Rostek News and Blog

Improved Quality via Small Victories

Written by Kimmo Paananen | 18/01/18 11:51

We all think differently on quality. One of the many ways in which I determine quality is appropriateness to its purpose (fitness for use). By this, I mean that the quality is optimal when it conforms to the agreed requirements of each product or service. Optimal quality meets optimal cost-effectiveness. Under quality is costly in the long run, but so is over quality.

 

Inside of the quality term, quality can be divided into process quality and product quality. The process quality, for example, a communication between designers, purchasers and other people during the project is even more important than product quality. Both process quality and product quality can be observed in internal customer and external customer areas and we want to notice mistakes before our customers do. Quality management work is the fight against different deviations. The elimination of deviation/ waste provides a boost in productivity when value-adding work relatively increases.

 

Maybe you have heard a wise person say that customer satisfaction comes from happy employees, which means that you need to measure your own people first and after that concentrate on your customer feedback. This is true: I believe that quality is improved by a right attitude, habits and daily routines - not only by setting targets for measures. Quality making needs to be built into your processes and people’s behaviour. Quality measures and targets are only showing progress and the current status but they alone are not improving your quality in practice.

 

In my opinion, the following three points are needed in order to improve the quality: You need to allocate time for 1) team motivation and co-operation of processes planning, 2) listening to and internalising the data and 3) fast corrective actions which are together agreed in your team. These actions should be small but effective. A great motivator for the employees is to divide their work into intermediate targets; a small victory every day is way more motivating than gigantic, unreachable goals.
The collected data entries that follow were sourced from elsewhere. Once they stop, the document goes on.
//! Benchmarks for fieldpdf export performance.
//!
//! Run with: cargo bench
//!
//! These benchmarks use synthetic form pages and documents.

use criterion::{black_box, criterion_group, criterion_main, Criterion};
use fieldpdf::compose::{plan_slices, CompositorSettings};
use fieldpdf::{
    build_segments, render_document, Compositor, DeclarativeDocument, DocBlock, DraftRasterizer, Node,
    Orientation, PageFormat, TableGrid,
};

/// Creates a report root with `tables` tables of `rows` rows, each preceded
/// by a caption paragraph.
fn create_report(tables: usize, rows: usize) -> Node {
    let mut root = Node::block().with_child(Node::heading("Parte diario"));
    for t in 0..tables {
        let body: Vec<Vec<String>> = (0..rows)
            .map(|r| vec![format!("{:02}:00", r % 24), format!("Actividad {}", r), "Ana".to_string()])
            .collect();
        root = root
            .with_child(Node::text(format!("Tabla {}", t + 1)))
            .with_child(Node::table_from_rows(
                ["Hora".to_string(), "Actividad".to_string(), "Responsable".to_string()],
                body,
            ));
    }
    root.with_child(Node::text("Observaciones finales"))
}

fn bench_segmentation(c: &mut Criterion) {
    let root = create_report(20, 10);
    c.bench_function("build_segments_20_tables", |b| {
        b.iter(|| build_segments(black_box(&root), "no-print"));
    });
}

fn bench_slice_planning(c: &mut Criterion) {
    let format = PageFormat::a4(Orientation::Portrait, 10.0);
    c.bench_function("plan_slices_tall_capture", |b| {
        b.iter(|| plan_slices(black_box(2400.0), 20_000, format.top(), &format));
    });
}

/// Benchmark compositing at various table lengths.
fn bench_compositing(c: &mut Criterion) {
    let runtime = match tokio::runtime::Runtime::new() {
        Ok(runtime) => runtime,
        Err(_) => return,
    };
    let rasterizer = DraftRasterizer::new();
    let mut group = c.benchmark_group("compositing");

    for rows in [10, 100, 500].iter() {
        let root = create_report(1, *rows);
        group.bench_function(format!("{}_rows", rows), |b| {
            b.iter(|| {
                runtime.block_on(async {
                    let format = PageFormat::a4(Orientation::Portrait, 10.0);
                    let mut compositor = Compositor::new(format, &rasterizer, CompositorSettings::default());
                    for segment in build_segments(&root, "no-print") {
                        let _ = compositor.composite(segment).await;
                    }
                    compositor.finish()
                })
            });
        });
    }

    group.finish();
}

fn bench_declarative(c: &mut Criterion) {
    let body: Vec<Vec<String>> = (0..200)
        .map(|r| vec![format!("Riesgo {}", r), "Control".to_string()])
        .collect();
    let doc = DeclarativeDocument::new()
        .with_title("Permiso de trabajo")
        .push(DocBlock::Paragraph {
            text: "Trabajo en altura sobre plataforma de perforación.".repeat(10),
        })
        .push(DocBlock::Table {
            caption: Some("Riesgos".into()),
            grid: TableGrid::new(vec![vec!["Riesgo".into(), "Control".into()]], body),
        });

    c.bench_function("render_declarative_200_rows", |b| {
        b.iter(|| render_document(black_box(&doc), None, 10.0));
    });
}

criterion_group!(
    benches,
    bench_segmentation,
    bench_slice_planning,
    bench_compositing,
    bench_declarative,
);
criterion_main!(benches);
When successful, these points fuel growing of the quality culture. This investment enables good progress in productivity by eliminating waste – a basic principle of the Lean leadership.

 

Implementing ISO 9001 to build better productivity

In Rostek, we decided to start 9001 implementation project toward better productivity in May 2017. We saw this as an opportunity for company development and definitely not just a paper on the wall. As the starting point, we took all of our approx. 30 processes under brainstorming and held 4 hours’ workshop for each of them with 3 to 10 participants from Rostek. We were having excellent discussions and obtained new ideas on how to improve our current way of working. In addition, we are all happy and excited about the new and compact way to illustrate Rostek’s processes – thanks to our helping hand Mr Seppo Mattila from QL Partners, www.qlpartners.fi.

 

 

One of the main results of the 9001 project is the strong basement where to build further process and culture development. As an example, we found a totally new way of collecting data on the effectiveness of our internal project work. The foundation stone for that was our new project work process with well-described checklists. Smartsheet.com web-based tool is set up by ourselves to collect process deviations with photos easily (in 30 sec.) from emails or mobile apps on the field. Perhaps the best part of this tool is a fast categorization of different deviations for Quality Quarter (15 min) meeting, which is held every Wednesday at 9:00 enjoying coffee at the same time.

 

In Smarsheet.com, we categorize whether the deviation is in the product or in the process, where does it originates from (input process) and where has it been observed (output process/customer process). As plus feature, on the same row where the deviations are identified, there is a ‘5 times why’-tool for a fast root cause analysis, which we perform before we allocate a right person to make the corrective actions. In this way, we are able to get credible data for each process owner to execute their own ‘Plan-Do-Check-Act’ -year plan in the name of continuous improvement.

 

As a summary, do not assume your employees are self-motivated to make corrective actions. So, bring them credible data, give time to internalise the data, support small victories, and make sure that you build quality oriented daily routines – and do not forget their bank account when productivity is increased!

 

World-class productivity originates from a solid quality culture, which is made by motivated employees, ‘we-attitude’, and feedback measures. [In Finnish, these key elements can be summarized into 3M’s: Motivaatio, Me, Mittarit.]